Provided data:
————————
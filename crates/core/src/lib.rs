#![warn(clippy::all, missing_docs)]

//! Core logic for the station search terminal app.
//!
//! This crate hosts the station model, configuration handling, the catalog
//! HTTP client, the search session state machine, the interfaces to the
//! selection/visibility/favorites stores and the headless search modal used
//! by the terminal UI and any future frontends.

pub mod catalog;
pub mod config;
pub mod modal;
pub mod models;
pub mod search;
pub mod stores;

pub use catalog::{CatalogError, StationCatalog, StationClient};
pub use config::AppConfig;
pub use modal::{Collaborators, ListView, ModalView, SearchModal, StationRow, SEARCH_MODAL_NAME};
pub use models::Station;
pub use search::{Applied, FetchTag, FetchTicket, ResultState, SearchSession, StationQuery};
pub use stores::{
    Favorites, FavoritesStore, ModalRegistry, ModalState, ModalVisibility, SelectedStation,
    SelectionSink,
};
//! Single-line text input with a character cursor.

#[derive(Debug, Clone, Default)]
pub struct QueryInput {
    text: String,
    /// Cursor position in characters, not bytes.
    cursor: usize,
}

impl QueryInput {
    pub fn value(&self) -> &str {
        &self.text
    }

    pub fn cursor(&self) -> usize {
        self.cursor
    }

    pub fn move_cursor(&mut self, delta: isize) {
        let len = self.char_len() as isize;
        self.cursor = (self.cursor as isize + delta).clamp(0, len) as usize;
    }

    pub fn move_home(&mut self) {
        self.cursor = 0;
    }

    pub fn move_end(&mut self) {
        self.cursor = self.char_len();
    }

    /// Returns whether the text changed.
    pub fn insert(&mut self, ch: char) -> bool {
        if ch.is_control() {
            return false;
        }
        let at = self.byte_index(self.cursor);
        self.text.insert(at, ch);
        self.cursor += 1;
        true
    }

    /// Returns whether the text changed.
    pub fn backspace(&mut self) -> bool {
        if self.cursor == 0 {
            return false;
        }
        self.cursor -= 1;
        let at = self.byte_index(self.cursor);
        self.text.remove(at);
        true
    }

    /// Returns whether the text changed.
    pub fn delete(&mut self) -> bool {
        if self.cursor >= self.char_len() {
            return false;
        }
        let at = self.byte_index(self.cursor);
        self.text.remove(at);
        true
    }

    fn char_len(&self) -> usize {
        self.text.chars().count()
    }

    fn byte_index(&self, char_pos: usize) -> usize {
        self.text
            .char_indices()
            .nth(char_pos)
            .map(|(idx, _)| idx)
            .unwrap_or(self.text.len())
    }
}

#[cfg(test)]
mod tests {
    use super::*;

    fn typed(text: &str) -> QueryInput {
        let mut input = QueryInput::default();
        for ch in text.chars() {
            input.insert(ch);
        }
        input
    }

    #[test]
    fn edits_at_cursor() {
        let mut input = typed("Oak");
        input.move_cursor(-1);
        assert!(input.insert('x'));
        assert_eq!(input.value(), "Oaxk");
        assert!(input.backspace());
        assert!(input.delete());
        assert_eq!(input.value(), "Oa");
        assert!(!input.delete());
    }

    #[test]
    fn cursor_counts_characters() {
        let mut input = typed("Zürich");
        input.move_home();
        input.move_cursor(2);
        assert!(input.backspace());
        assert_eq!(input.value(), "Zrich");
        assert_eq!(input.cursor(), 1);
        input.move_end();
        assert_eq!(input.cursor(), 5);
    }

    #[test]
    fn backspace_at_start_is_no_change() {
        let mut input = typed("A");
        input.move_home();
        assert!(!input.backspace());
        assert_eq!(input.value(), "A");
    }

    #[test]
    fn control_characters_are_rejected() {
        let mut input = QueryInput::default();
        assert!(!input.insert('\n'));
        assert_eq!(input.value(), "");
    }

    #[test]
    fn long_queries_are_kept_whole() {
        let long = "Station ".repeat(20);
        let mut input = typed(&long);
        assert_eq!(input.value(), long);
        assert!(input.insert('!'));
        assert_eq!(input.cursor(), long.chars().count() + 1);
    }
}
————————
Task goal: Output each line of the material exactly, keeping every word as it appears.

Answer below:
filename crates/core/src/lib.rs
#![warn(clippy::all, missing_docs)]

//! Core logic for the station search terminal app.
//!
//! This crate hosts the station model, configuration handling, the catalog
//! HTTP client, the search session state machine, the interfaces to the
//! selection/visibility/favorites stores and the headless search modal used
//! by the terminal UI and any future frontends.

pub mod catalog;
pub mod config;
pub mod modal;
pub mod models;
pub mod search;
pub mod stores;

pub use catalog::{CatalogError, StationCatalog, StationClient};
pub use config::AppConfig;
pub use modal::{Collaborators, ListView, ModalView, SearchModal, StationRow, SEARCH_MODAL_NAME};
pub use models::Station;
pub use search::{Applied, FetchTag, FetchTicket, ResultState, SearchSession, StationQuery};
pub use stores::{
    Favorites, FavoritesStore, ModalRegistry, ModalState, ModalVisibility, SelectedStation,
    SelectionSink,
};
//! Single-line text input with a character cursor.

#[derive(Debug, Clone, Default)]
pub struct QueryInput {
    text: String,
    /// Cursor position in characters, not bytes.
    cursor: usize,
}

impl QueryInput {
    pub fn value(&self) -> &str {
        &self.text
    }

    pub fn cursor(&self) -> usize {
        self.cursor
    }

    pub fn move_cursor(&mut self, delta: isize) {
        let len = self.char_len() as isize;
        self.cursor = (self.cursor as isize + delta).clamp(0, len) as usize;
    }

    pub fn move_home(&mut self) {
        self.cursor = 0;
    }

    pub fn move_end(&mut self) {
        self.cursor = self.char_len();
    }

    /// Returns whether the text changed.
    pub fn insert(&mut self, ch: char) -> bool {
        if ch.is_control() {
            return false;
        }
        let at = self.byte_index(self.cursor);
        self.text.insert(at, ch);
        self.cursor += 1;
        true
    }

    /// Returns whether the text changed.
    pub fn backspace(&mut self) -> bool {
        if self.cursor == 0 {
            return false;
        }
        self.cursor -= 1;
        let at = self.byte_index(self.cursor);
        self.text.remove(at);
        true
    }

    /// Returns whether the text changed.
    pub fn delete(&mut self) -> bool {
        if self.cursor >= self.char_len() {
            return false;
        }
        let at = self.byte_index(self.cursor);
        self.text.remove(at);
        true
    }

    fn char_len(&self) -> usize {
        self.text.chars().count()
    }

    fn byte_index(&self, char_pos: usize) -> usize {
        self.text
            .char_indices()
            .nth(char_pos)
            .map(|(idx, _)| idx)
            .unwrap_or(self.text.len())
    }
}

#[cfg(test)]
mod tests {
    use super::*;

    fn typed(text: &str) -> QueryInput {
        let mut input = QueryInput::default();
        for ch in text.chars() {
            input.insert(ch);
        }
        input
    }

    #[test]
    fn edits_at_cursor() {
        let mut input = typed("Oak");
        input.move_cursor(-1);
        assert!(input.insert('x'));
        assert_eq!(input.value(), "Oaxk");
        assert!(input.backspace());
        assert!(input.delete());
        assert_eq!(input.value(), "Oa");
        assert!(!input.delete());
    }

    #[test]
    fn cursor_counts_characters() {
        let mut input = typed("Zürich");
        input.move_home();
        input.move_cursor(2);
        assert!(input.backspace());
        assert_eq!(input.value(), "Zrich");
        assert_eq!(input.cursor(), 1);
        input.move_end();
        assert_eq!(input.cursor(), 5);
    }

    #[test]
    fn backspace_at_start_is_no_change() {
        let mut input = typed("A");
        input.move_home();
        assert!(!input.backspace());
        assert_eq!(input.value(), "A");
    }

    #[test]
    fn control_characters_are_rejected() {
        let mut input = QueryInput::default();
        assert!(!input.insert('\n'));
        assert_eq!(input.value(), "");
    }

    #[test]
    fn long_queries_are_kept_whole() {
        let long = "Station ".repeat(20);
        let mut input = typed(&long);
        assert_eq!(input.value(), long);
        assert!(input.insert('!'));
        assert_eq!(input.cursor(), long.chars().count() + 1);
    }
}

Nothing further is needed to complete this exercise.